■ Exercise:
The full listing below should be returned without a single change.

====== Working data ======

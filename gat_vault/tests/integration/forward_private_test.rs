//! # Forward-Private Mode Tests
//!
//! Counter semantics and unlinkability at the counter boundary: a search
//! performed between two uploads of the same keyword must not produce any
//! token that matches the later upload's index key.

use crate::support::{as_sorted, docs, json_client};
use gat_vault_domain::services::forward_private::{
    derive_forward_key, forward_index_key, forward_search_tokens,
};
use gat_vault_domain::value_objects::KeywordCounter;
use tempfile::TempDir;

#[tokio::test]
async fn test_counter_advances_per_upload() {
    let dir = TempDir::new().unwrap();
    let mut client = json_client(dir.path()).await;
    let mut counter = KeywordCounter::new();

    client
        .upload_documents_forward_secure(&mut counter, &docs(&[("a", "foo")]))
        .await
        .unwrap();
    assert_eq!(counter.get("foo"), Some(&1));

    client
        .upload_documents_forward_secure(&mut counter, &docs(&[("b", "foo")]))
        .await
        .unwrap();
    assert_eq!(counter.get("foo"), Some(&2));

    let hits = client.search_forward_secure(&counter, "foo", 0).await.unwrap();
    assert_eq!(as_sorted(hits), vec!["a", "b"]);
}

#[tokio::test]
async fn test_search_between_uploads_sees_only_history() {
    let dir = TempDir::new().unwrap();
    let mut client = json_client(dir.path()).await;
    let mut counter = KeywordCounter::new();

    client
        .upload_documents_forward_secure(&mut counter, &docs(&[("a", "foo")]))
        .await
        .unwrap();

    // Search at counter 1 sees only the first document.
    let hits = client.search_forward_secure(&counter, "foo", 0).await.unwrap();
    assert_eq!(hits, vec!["a"]);

    client
        .upload_documents_forward_secure(&mut counter, &docs(&[("b", "foo")]))
        .await
        .unwrap();

    // The earlier search's token set is disjoint from the key used by the
    // second upload, so that search cannot be linked to the new insertion.
    let k_fwd = derive_forward_key(&crate::support::test_keys().k_search);
    let old_tokens = forward_search_tokens("foo", 1, &k_fwd);
    let second_upload_key = forward_index_key("foo", 1, &k_fwd);
    assert!(!old_tokens.contains(&second_upload_key));

    // A fresh search with the advanced counter reaches both documents.
    let hits = client.search_forward_secure(&counter, "foo", 0).await.unwrap();
    assert_eq!(as_sorted(hits), vec!["a", "b"]);
}

#[tokio::test]
async fn test_token_set_matches_counter_range_exactly() {
    let k_fwd = derive_forward_key(&crate::support::test_keys().k_search);
    let tokens = forward_search_tokens("w", 2, &k_fwd);
    assert_eq!(tokens.len(), 2);
    assert_eq!(tokens[0], forward_index_key("w", 0, &k_fwd));
    assert_eq!(tokens[1], forward_index_key("w", 1, &k_fwd));
}

#[tokio::test]
async fn test_unknown_keyword_returns_empty_without_error() {
    let dir = TempDir::new().unwrap();
    let client = json_client(dir.path()).await;
    let counter = KeywordCounter::new();

    let hits = client
        .search_forward_secure(&counter, "never-indexed", 0)
        .await
        .unwrap();
    assert!(hits.is_empty());
}

#[tokio::test]
async fn test_same_keyword_twice_in_one_batch_gets_increasing_counters() {
    let dir = TempDir::new().unwrap();
    let mut client = json_client(dir.path()).await;
    let mut counter = KeywordCounter::new();

    // Both documents contain "dup"; within the batch the counter must advance
    // per occurrence.
    client
        .upload_documents_forward_secure(
            &mut counter,
            &docs(&[("a", "dup one"), ("b", "dup two")]),
        )
        .await
        .unwrap();
    assert_eq!(counter.get("dup"), Some(&2));

    let hits = client.search_forward_secure(&counter, "dup", 0).await.unwrap();
    assert_eq!(as_sorted(hits), vec!["a", "b"]);
}

#[tokio::test]
async fn test_deterministic_and_forward_tokens_do_not_collide() {
    use gat_vault_domain::services::trapdoor::build_trapdoor;
    let keys = crate::support::test_keys();
    let k_fwd = derive_forward_key(&keys.k_search);
    let deterministic = build_trapdoor("foo", &keys.k_search);
    let forward = forward_index_key("foo", 0, &k_fwd);
    assert_ne!(deterministic, forward);
}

======

■ Answer section:
filename gat_vault/tests/integration/forward_private_test.rs
//! # Forward-Private Mode Tests
//!
//! Counter semantics and unlinkability at the counter boundary: a search
//! performed between two uploads of the same keyword must not produce any
//! token that matches the later upload's index key.

use crate::support::{as_sorted, docs, json_client};
use gat_vault_domain::services::forward_private::{
    derive_forward_key, forward_index_key, forward_search_tokens,
};
use gat_vault_domain::value_objects::KeywordCounter;
use tempfile::TempDir;

#[tokio::test]
async fn test_counter_advances_per_upload() {
    let dir = TempDir::new().unwrap();
    let mut client = json_client(dir.path()).await;
    let mut counter = KeywordCounter::new();

    client
        .upload_documents_forward_secure(&mut counter, &docs(&[("a", "foo")]))
        .await
        .unwrap();
    assert_eq!(counter.get("foo"), Some(&1));

    client
        .upload_documents_forward_secure(&mut counter, &docs(&[("b", "foo")]))
        .await
        .unwrap();
    assert_eq!(counter.get("foo"), Some(&2));

    let hits = client.search_forward_secure(&counter, "foo", 0).await.unwrap();
    assert_eq!(as_sorted(hits), vec!["a", "b"]);
}

#[tokio::test]
async fn test_search_between_uploads_sees_only_history() {
    let dir = TempDir::new().unwrap();
    let mut client = json_client(dir.path()).await;
    let mut counter = KeywordCounter::new();

    client
        .upload_documents_forward_secure(&mut counter, &docs(&[("a", "foo")]))
        .await
        .unwrap();

    // Search at counter 1 sees only the first document.
    let hits = client.search_forward_secure(&counter, "foo", 0).await.unwrap();
    assert_eq!(hits, vec!["a"]);

    client
        .upload_documents_forward_secure(&mut counter, &docs(&[("b", "foo")]))
        .await
        .unwrap();

    // The earlier search's token set is disjoint from the key used by the
    // second upload, so that search cannot be linked to the new insertion.
    let k_fwd = derive_forward_key(&crate::support::test_keys().k_search);
    let old_tokens = forward_search_tokens("foo", 1, &k_fwd);
    let second_upload_key = forward_index_key("foo", 1, &k_fwd);
    assert!(!old_tokens.contains(&second_upload_key));

    // A fresh search with the advanced counter reaches both documents.
    let hits = client.search_forward_secure(&counter, "foo", 0).await.unwrap();
    assert_eq!(as_sorted(hits), vec!["a", "b"]);
}

#[tokio::test]
async fn test_token_set_matches_counter_range_exactly() {
    let k_fwd = derive_forward_key(&crate::support::test_keys().k_search);
    let tokens = forward_search_tokens("w", 2, &k_fwd);
    assert_eq!(tokens.len(), 2);
    assert_eq!(tokens[0], forward_index_key("w", 0, &k_fwd));
    assert_eq!(tokens[1], forward_index_key("w", 1, &k_fwd));
}

#[tokio::test]
async fn test_unknown_keyword_returns_empty_without_error() {
    let dir = TempDir::new().unwrap();
    let client = json_client(dir.path()).await;
    let counter = KeywordCounter::new();

    let hits = client
        .search_forward_secure(&counter, "never-indexed", 0)
        .await
        .unwrap();
    assert!(hits.is_empty());
}

#[tokio::test]
async fn test_same_keyword_twice_in_one_batch_gets_increasing_counters() {
    let dir = TempDir::new().unwrap();
    let mut client = json_client(dir.path()).await;
    let mut counter = KeywordCounter::new();

    // Both documents contain "dup"; within the batch the counter must advance
    // per occurrence.
    client
        .upload_documents_forward_secure(
            &mut counter,
            &docs(&[("a", "dup one"), ("b", "dup two")]),
        )
        .await
        .unwrap();
    assert_eq!(counter.get("dup"), Some(&2));

    let hits = client.search_forward_secure(&counter, "dup", 0).await.unwrap();
    assert_eq!(as_sorted(hits), vec!["a", "b"]);
}

#[tokio::test]
async fn test_deterministic_and_forward_tokens_do_not_collide() {
    use gat_vault_domain::services::trapdoor::build_trapdoor;
    let keys = crate::support::test_keys();
    let k_fwd = derive_forward_key(&keys.k_search);
    let deterministic = build_trapdoor("foo", &keys.k_search);
    let forward = forward_index_key("foo", 0, &k_fwd);
    assert_ne!(deterministic, forward);
}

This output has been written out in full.